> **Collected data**
· · · · · · ·

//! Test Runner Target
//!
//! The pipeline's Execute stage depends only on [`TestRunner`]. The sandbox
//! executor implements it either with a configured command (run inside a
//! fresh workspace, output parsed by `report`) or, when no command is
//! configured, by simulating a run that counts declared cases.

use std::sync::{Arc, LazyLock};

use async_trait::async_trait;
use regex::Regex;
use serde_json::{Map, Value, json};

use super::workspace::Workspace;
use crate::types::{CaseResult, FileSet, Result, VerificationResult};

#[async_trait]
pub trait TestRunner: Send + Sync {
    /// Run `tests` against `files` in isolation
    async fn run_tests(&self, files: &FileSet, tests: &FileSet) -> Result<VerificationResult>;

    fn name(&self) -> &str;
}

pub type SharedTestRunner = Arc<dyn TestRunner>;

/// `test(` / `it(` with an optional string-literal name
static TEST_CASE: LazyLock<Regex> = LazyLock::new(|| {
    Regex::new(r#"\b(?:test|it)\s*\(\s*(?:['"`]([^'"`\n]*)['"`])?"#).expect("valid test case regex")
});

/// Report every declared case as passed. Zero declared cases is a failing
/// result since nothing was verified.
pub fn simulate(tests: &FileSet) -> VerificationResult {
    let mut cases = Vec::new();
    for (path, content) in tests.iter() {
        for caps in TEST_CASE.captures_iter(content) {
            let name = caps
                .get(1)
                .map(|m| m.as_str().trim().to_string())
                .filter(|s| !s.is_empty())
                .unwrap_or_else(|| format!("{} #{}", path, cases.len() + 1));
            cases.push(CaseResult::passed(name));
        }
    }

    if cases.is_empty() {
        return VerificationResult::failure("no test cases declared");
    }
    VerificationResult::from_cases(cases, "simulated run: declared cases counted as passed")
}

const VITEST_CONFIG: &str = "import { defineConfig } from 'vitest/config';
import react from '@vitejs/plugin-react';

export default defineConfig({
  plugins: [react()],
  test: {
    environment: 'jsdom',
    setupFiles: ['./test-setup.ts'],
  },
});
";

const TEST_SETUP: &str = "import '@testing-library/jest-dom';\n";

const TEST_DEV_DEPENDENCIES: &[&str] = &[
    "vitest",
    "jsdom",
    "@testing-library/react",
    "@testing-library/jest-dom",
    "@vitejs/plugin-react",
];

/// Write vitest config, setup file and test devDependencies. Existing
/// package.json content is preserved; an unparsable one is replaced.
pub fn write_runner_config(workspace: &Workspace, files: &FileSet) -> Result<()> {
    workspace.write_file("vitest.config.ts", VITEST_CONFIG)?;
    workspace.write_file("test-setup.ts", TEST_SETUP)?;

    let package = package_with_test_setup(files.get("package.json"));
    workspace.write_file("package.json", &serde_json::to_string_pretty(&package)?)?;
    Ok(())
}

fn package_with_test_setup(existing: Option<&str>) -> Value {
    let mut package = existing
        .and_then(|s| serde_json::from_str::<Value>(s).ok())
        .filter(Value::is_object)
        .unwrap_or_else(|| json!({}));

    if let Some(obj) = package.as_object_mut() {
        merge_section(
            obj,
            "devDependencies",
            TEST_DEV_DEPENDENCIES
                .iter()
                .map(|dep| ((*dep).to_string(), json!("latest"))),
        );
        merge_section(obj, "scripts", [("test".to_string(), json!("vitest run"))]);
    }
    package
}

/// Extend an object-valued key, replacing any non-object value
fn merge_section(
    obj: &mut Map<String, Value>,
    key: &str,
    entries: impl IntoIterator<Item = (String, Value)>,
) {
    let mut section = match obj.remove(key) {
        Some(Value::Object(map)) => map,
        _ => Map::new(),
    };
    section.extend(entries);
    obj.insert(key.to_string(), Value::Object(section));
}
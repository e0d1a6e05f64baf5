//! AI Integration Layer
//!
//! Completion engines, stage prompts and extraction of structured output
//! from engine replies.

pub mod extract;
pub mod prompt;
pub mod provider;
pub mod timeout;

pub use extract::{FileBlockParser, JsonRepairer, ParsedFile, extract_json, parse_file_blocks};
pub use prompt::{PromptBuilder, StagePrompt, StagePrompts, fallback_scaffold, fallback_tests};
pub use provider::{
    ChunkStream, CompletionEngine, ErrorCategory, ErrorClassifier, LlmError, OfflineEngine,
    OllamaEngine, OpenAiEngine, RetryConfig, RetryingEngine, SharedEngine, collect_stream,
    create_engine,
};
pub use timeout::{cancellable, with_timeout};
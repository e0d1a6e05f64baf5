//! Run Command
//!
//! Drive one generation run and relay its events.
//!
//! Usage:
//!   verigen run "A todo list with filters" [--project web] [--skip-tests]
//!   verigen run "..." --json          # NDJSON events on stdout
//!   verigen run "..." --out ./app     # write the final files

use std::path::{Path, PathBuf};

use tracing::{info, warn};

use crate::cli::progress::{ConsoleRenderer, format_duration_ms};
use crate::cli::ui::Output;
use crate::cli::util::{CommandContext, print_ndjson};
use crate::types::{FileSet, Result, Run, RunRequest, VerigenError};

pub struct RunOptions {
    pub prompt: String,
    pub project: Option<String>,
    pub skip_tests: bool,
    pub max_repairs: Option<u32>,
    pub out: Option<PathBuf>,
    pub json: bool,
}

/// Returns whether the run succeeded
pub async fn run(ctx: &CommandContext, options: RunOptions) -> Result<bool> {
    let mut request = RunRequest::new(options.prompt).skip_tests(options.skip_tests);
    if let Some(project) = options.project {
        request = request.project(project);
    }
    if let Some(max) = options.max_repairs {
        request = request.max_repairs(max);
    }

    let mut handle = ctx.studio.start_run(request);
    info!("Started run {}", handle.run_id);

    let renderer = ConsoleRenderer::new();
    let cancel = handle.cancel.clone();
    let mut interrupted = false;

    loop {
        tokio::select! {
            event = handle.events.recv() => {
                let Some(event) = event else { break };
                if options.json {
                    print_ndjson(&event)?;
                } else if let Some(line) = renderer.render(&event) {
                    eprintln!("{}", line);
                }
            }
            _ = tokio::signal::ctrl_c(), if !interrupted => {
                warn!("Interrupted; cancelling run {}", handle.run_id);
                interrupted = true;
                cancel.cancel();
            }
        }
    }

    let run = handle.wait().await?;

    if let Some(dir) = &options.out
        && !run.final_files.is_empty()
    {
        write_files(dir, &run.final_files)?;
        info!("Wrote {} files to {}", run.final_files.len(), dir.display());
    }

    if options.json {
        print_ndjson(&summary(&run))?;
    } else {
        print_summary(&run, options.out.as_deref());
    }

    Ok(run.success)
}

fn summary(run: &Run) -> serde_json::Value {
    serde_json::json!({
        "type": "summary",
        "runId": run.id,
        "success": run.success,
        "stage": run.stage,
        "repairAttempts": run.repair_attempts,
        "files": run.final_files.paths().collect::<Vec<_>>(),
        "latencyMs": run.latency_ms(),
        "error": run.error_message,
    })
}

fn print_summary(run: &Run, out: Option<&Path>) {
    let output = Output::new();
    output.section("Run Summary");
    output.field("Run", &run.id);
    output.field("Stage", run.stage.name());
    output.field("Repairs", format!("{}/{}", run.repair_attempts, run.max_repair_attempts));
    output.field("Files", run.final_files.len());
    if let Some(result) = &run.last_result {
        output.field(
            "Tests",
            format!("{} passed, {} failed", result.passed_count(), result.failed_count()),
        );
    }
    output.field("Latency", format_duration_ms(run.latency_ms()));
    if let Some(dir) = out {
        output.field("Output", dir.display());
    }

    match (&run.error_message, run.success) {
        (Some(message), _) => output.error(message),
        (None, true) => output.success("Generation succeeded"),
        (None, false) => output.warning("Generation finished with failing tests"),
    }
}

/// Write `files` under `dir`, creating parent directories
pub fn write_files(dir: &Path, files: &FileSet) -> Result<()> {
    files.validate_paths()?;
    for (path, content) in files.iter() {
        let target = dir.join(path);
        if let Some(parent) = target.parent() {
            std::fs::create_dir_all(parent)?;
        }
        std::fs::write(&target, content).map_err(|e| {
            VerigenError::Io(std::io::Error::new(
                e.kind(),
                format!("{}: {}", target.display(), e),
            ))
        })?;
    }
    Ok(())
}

· · · · · · ·

Reprint exactly the lines above that start at the one with "interrupted = true;" and end at the one with "(None, true) =>", keeping both and adding none.

                interrupted = true;
                cancel.cancel();
            }
        }
    }

    let run = handle.wait().await?;

    if let Some(dir) = &options.out
        && !run.final_files.is_empty()
    {
        write_files(dir, &run.final_files)?;
        info!("Wrote {} files to {}", run.final_files.len(), dir.display());
    }

    if options.json {
        print_ndjson(&summary(&run))?;
    } else {
        print_summary(&run, options.out.as_deref());
    }

    Ok(run.success)
}

fn summary(run: &Run) -> serde_json::Value {
    serde_json::json!({
        "type": "summary",
        "runId": run.id,
        "success": run.success,
        "stage": run.stage,
        "repairAttempts": run.repair_attempts,
        "files": run.final_files.paths().collect::<Vec<_>>(),
        "latencyMs": run.latency_ms(),
        "error": run.error_message,
    })
}

fn print_summary(run: &Run, out: Option<&Path>) {
    let output = Output::new();
    output.section("Run Summary");
    output.field("Run", &run.id);
    output.field("Stage", run.stage.name());
    output.field("Repairs", format!("{}/{}", run.repair_attempts, run.max_repair_attempts));
    output.field("Files", run.final_files.len());
    if let Some(result) = &run.last_result {
        output.field(
            "Tests",
            format!("{} passed, {} failed", result.passed_count(), result.failed_count()),
        );
    }
    output.field("Latency", format_duration_ms(run.latency_ms()));
    if let Some(dir) = out {
        output.field("Output", dir.display());
    }

    match (&run.error_message, run.success) {
        (Some(message), _) => output.error(message),
        (None, true) => output.success("Generation succeeded"),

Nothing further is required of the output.